It
has been more than 20 years since the 1988 Constitution formally
established the Brazilian Unified Health System (Sistema Único de
Saúde, SUS). The impetus for the SUS came in part from rising costs
and a crisis in the Social Security system that preceded the reforms,
but also from a broad-based political movement calling for
democratization and improved social rights. Building on reforms that
started in the 1980s, the SUS was based on three overarching
principles: (a) universal access to health services, with health
defined as a citizen’s right and an obligation of the state; (b)
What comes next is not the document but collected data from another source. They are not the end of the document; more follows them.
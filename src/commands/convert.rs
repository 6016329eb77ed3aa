//! Batch conversion command.

use std::io;
use std::path::{Path, PathBuf};

use clap::Args;
use serde::Serialize;
use tabled::Tabled;
use tracing::debug;
use validator::Validate;

use crate::output::{self, OutputFormat};
use modelport_converter::converter::BatchOptions;
use modelport_converter::discovery::HostDiscovery;
use modelport_converter::host::{DryRunHost, ModelHost, ProcessHost};
use modelport_converter::progress::ConsoleReporter;
use modelport_converter::report::{BatchReport, EntryResult};
use modelport_converter::{BatchConverter, ConversionError};
use modelport_core::config::AppConfig;
use modelport_core::config::batch::{BatchConfig, FailurePolicy};
use modelport_core::AppResult;
use modelport_core::error::{AppError, ErrorKind};

/// Arguments for the convert command
#[derive(Debug, Args)]
pub struct ConvertArgs {
    /// Folder holding the source documents (prompted for when omitted)
    pub directory: Option<PathBuf>,

    /// Target format, used verbatim as the output extension
    #[arg(short, long)]
    pub target: Option<String>,

    /// Source extension to select, matched case-sensitively
    #[arg(long)]
    pub source_ext: Option<String>,

    /// Record host calls without launching the host
    #[arg(long)]
    pub dry_run: bool,

    /// Carry on with the next document when one fails
    #[arg(long)]
    pub keep_going: bool,

    /// Keep directory listing order instead of sorting by name
    #[arg(long)]
    pub listing_order: bool,

    /// Never prompt for a folder; without DIRECTORY nothing happens
    #[arg(long)]
    pub no_prompt: bool,

    /// Host timeout in seconds (0 waits indefinitely)
    #[arg(long)]
    pub timeout: Option<u64>,
}

/// One failed document, for the summary table
#[derive(Debug, Serialize, Tabled)]
struct FailureRow {
    #[tabled(rename = "Source")]
    source: String,
    #[tabled(rename = "Output")]
    output: String,
    #[tabled(rename = "Error")]
    error: String,
}

impl From<&EntryResult> for FailureRow {
    fn from(entry: &EntryResult) -> Self {
        Self {
            source: entry.source_name.clone(),
            output: entry.output_name.clone(),
            error: entry.error.clone().unwrap_or_default(),
        }
    }
}

/// Execute the convert command
pub async fn execute(
    args: &ConvertArgs,
    config: AppConfig,
    format: OutputFormat,
) -> AppResult<()> {
    let batch = apply_overrides(args, config.batch)?;

    let directory = match &args.directory {
        Some(dir) => Some(dir.clone()),
        None if args.no_prompt => None,
        None => prompt_directory(&batch.source_extension)?,
    };

    let Some(directory) = directory else {
        debug!("No folder selected");
        return Ok(());
    };

    let options = BatchOptions::from(&batch);

    if args.dry_run {
        return run_batch(DryRunHost::new(), options, &directory, &batch, format).await;
    }

    let mut host_config = config.host;
    if let Some(timeout) = args.timeout {
        host_config.timeout_seconds = timeout;
    }
    host_config.validate()?;

    let installation = HostDiscovery::resolve(&host_config).map_err(ConversionError::from)?;
    HostDiscovery::validate(&installation).map_err(ConversionError::from)?;
    debug!(host = %installation.summary(), "Resolved modeling host");

    let host = ProcessHost::new(installation.executable, host_config);
    run_batch(host, options, &directory, &batch, format).await
}

/// Layer command-line flags over the configured batch settings.
fn apply_overrides(args: &ConvertArgs, mut batch: BatchConfig) -> AppResult<BatchConfig> {
    if let Some(target) = &args.target {
        batch.target_format = target.clone();
    }
    if let Some(ext) = &args.source_ext {
        batch.source_extension = ext.clone();
    }
    if args.keep_going {
        batch.failure_policy = FailurePolicy::Continue;
    }
    if args.listing_order {
        batch.sort_entries = false;
    }

    batch
        .validate()
        .map_err(|e| AppError::with_source(ErrorKind::Validation, e.to_string(), e))?;
    Ok(batch)
}

/// Ask for the folder. An empty answer or an interrupted prompt cancels.
fn prompt_directory(source_extension: &str) -> AppResult<Option<PathBuf>> {
    let answer = dialoguer::Input::<String>::new()
        .with_prompt(format!(
            "Select folder of {}s... (empty to cancel)",
            source_extension.trim_start_matches('.').to_uppercase()
        ))
        .allow_empty(true)
        .interact_text();

    match answer {
        Ok(dir) if dir.trim().is_empty() => Ok(None),
        Ok(dir) => Ok(Some(PathBuf::from(dir.trim()))),
        Err(dialoguer::Error::IO(e)) if e.kind() == io::ErrorKind::Interrupted => Ok(None),
        Err(e) => Err(AppError::internal(format!("Input error: {}", e))),
    }
}

/// Run the batch with `host` and report the outcome.
async fn run_batch<H: ModelHost>(
    host: H,
    options: BatchOptions,
    directory: &Path,
    batch: &BatchConfig,
    format: OutputFormat,
) -> AppResult<()> {
    let mut converter = BatchConverter::new(host, options);
    let mut reporter = ConsoleReporter::stdout();

    let Some(report) = converter
        .run(Some(directory), &batch.target_format, &mut reporter)
        .await?
    else {
        return Ok(());
    };

    print_report(&report, format);

    if report.has_failures() {
        return Err(AppError::batch_failed(format!(
            "{} of {} documents failed",
            report.failed_count(),
            report.selected
        )));
    }
    Ok(())
}

fn print_report(report: &BatchReport, format: OutputFormat) {
    match format {
        OutputFormat::Json => output::print_json(report),
        OutputFormat::Table => {
            if report.has_failures() {
                let rows: Vec<FailureRow> = report.failures().map(FailureRow::from).collect();
                output::print_warning(&format!(
                    "{} converted, {} failed",
                    report.converted_count(),
                    report.failed_count()
                ));
                output::print_list(&rows, format);
            }
        }
    }
}

#[cfg(test)]
mod tests {
    use super::*;
    use clap::Parser;

    use crate::commands::{Cli, Commands};

    fn parse(args: &[&str]) -> ConvertArgs {
        let cli = Cli::try_parse_from(args).expect("parse");
        match cli.command {
            Commands::Convert(args) => args,
            other => panic!("unexpected command {other:?}"),
        }
    }

    #[test]
    fn test_defaults_from_config() {
        let args = parse(&["modelport", "convert", "/models"]);
        let batch = apply_overrides(&args, BatchConfig::default()).expect("valid");
        assert_eq!(batch.target_format, "glb");
        assert_eq!(batch.failure_policy, FailurePolicy::Abort);
        assert!(batch.sort_entries);
        assert_eq!(args.directory, Some(PathBuf::from("/models")));
    }

    #[test]
    fn test_flags_override_config() {
        let args = parse(&[
            "modelport",
            "convert",
            "--target",
            "obj",
            "--source-ext",
            ".3dm",
            "--keep-going",
            "--listing-order",
            "--no-prompt",
        ]);
        let batch = apply_overrides(&args, BatchConfig::default()).expect("valid");
        assert_eq!(batch.target_format, "obj");
        assert_eq!(batch.source_extension, ".3dm");
        assert_eq!(batch.failure_policy, FailurePolicy::Continue);
        assert!(!batch.sort_entries);
        assert!(args.directory.is_none());
    }

    #[test]
    fn test_long_target_passes_through() {
        let target = "x".repeat(40);
        let args = parse(&["modelport", "convert", "-t", &target, "/models"]);
        let batch = apply_overrides(&args, BatchConfig::default()).expect("valid");
        assert_eq!(batch.target_format, target);
    }

    #[test]
    fn test_empty_target_rejected() {
        let args = parse(&["modelport", "convert", "-t", "", "/models"]);
        let err = apply_overrides(&args, BatchConfig::default()).expect_err("invalid");
        assert_eq!(err.kind, ErrorKind::Validation);
    }

    #[tokio::test]
    async fn test_no_prompt_without_directory_is_noop() {
        let args = parse(&["modelport", "convert", "--no-prompt"]);
        let result = execute(&args, AppConfig::default(), OutputFormat::Table).await;
        assert!(result.is_ok());
    }

    #[test]
    fn test_failure_row() {
        let entry = EntryResult {
            source_name: "b.skp".to_string(),
            output_name: "b.glb".to_string(),
            status: modelport_converter::report::EntryStatus::Failed,
            error: Some("Host exited with code 2".to_string()),
            duration_ms: 10,
        };
        let row = FailureRow::from(&entry);
        assert_eq!(row.source, "b.skp");
        assert!(row.error.contains("code 2"));
    }
}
equality of access to health care; and (c) integrality
(comprehensiveness) and continuity of care. Other guiding ideas
included decentralization, increased participation, and
evidence-based prioritization (Couttolenc 2011a).
The
SUS reforms established health as a fundamental right and duty of the
state and started a process of fundamentally transforming Brazil’s
health system to achieve this goal. This report focuses on two
questions: What has been achieved since the SUS was established? And
what challenges remain in achieving the goals that were established
in 1988? The report assesses whether the SUS reforms have transformed
the health system as envisaged more than 20 years ago and whether the
reforms have led to improved outcomes with regard to access to
services, financial protection, and health status.
Any
effort to assess performance confronts a host of challenges
concerning the definition of boundaries of the “health system,”
the outcomes that the assessment should focus on, the sources and
quality of data, and the role of policies and reforms in explaining
how the performance of the health system has changed over time.
Building on an extensive literature on health system assessment, this
report is based on a simple framework that specifies a set of
“building blocks” that affect intermediate outcomes such as
access, quality, and efficiency, which, in turn, contribute to final
outcomes, including health status, financial protection, and
satisfaction. Based on this framework, the report starts by looking
at how key building blocks of Brazil’s health system have changed
over time and then reviews performance with regard to intermediate
and final outcomes. The report is, however, selective, and some
important building blocks, such as human resources and
pharmaceuticals, are not discussed systematically.